Reserves vs. Resources
There is a great deal of disagreement on the issue of future oil supply; one reason is that there is confusion among the terms used, such as active and inactive reserves, known and unknown resources, etc. Like the mining term ore, oil reserves are by definition economic or profitable. Oil resources, conversely, are less tangible. Two useful oil business terms are:
Reserves--engineers' (conservative) opinions of how much oil is known to be producible, within a known time, with known techniques, at known costs, and in known fields. Conservative bankers will loan money on reserves.

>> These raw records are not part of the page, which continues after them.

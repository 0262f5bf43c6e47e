pub mod assets;
pub mod camera;
pub mod core;
pub mod environment;
pub mod input;
pub mod loading;
pub mod render;
pub mod systems;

Resources--geologists' (optimistic) opinions of all undiscovered oil theoretically present in an area. Conservative bankers will NOT loan money on resources.
Petroleum explorers must find--and then petroleum engineers convert--theoretical resources into producible reserves. An example of a resource that will probably never become a reserve is gold dissolved in seawater.
Use of either term depends greatly on whose money is involved. "Resources" means using your money; "reserves" means using my money. Differences can be enormous. Government agencies and academic scientists tend to estimate resources, whereas industrial/oil companies appraise only reserves. The public, using its own money to buy gasoline, is interested in producible reserves, not in theoretical resources.
"Assessing world oil is only the beginning of the search for oil," says C.D. Masters, retired chief of U.S. Geological Survey Petroleum Resource Analysis. "Assessment means nothing more than a judgment on its occurrence. Whether it will be discovered depends on discovery activity." Well-intentioned but irresponsible scientists who continue to discuss resources rather than reserves may be a significant reason for the lack of realistic energy policies.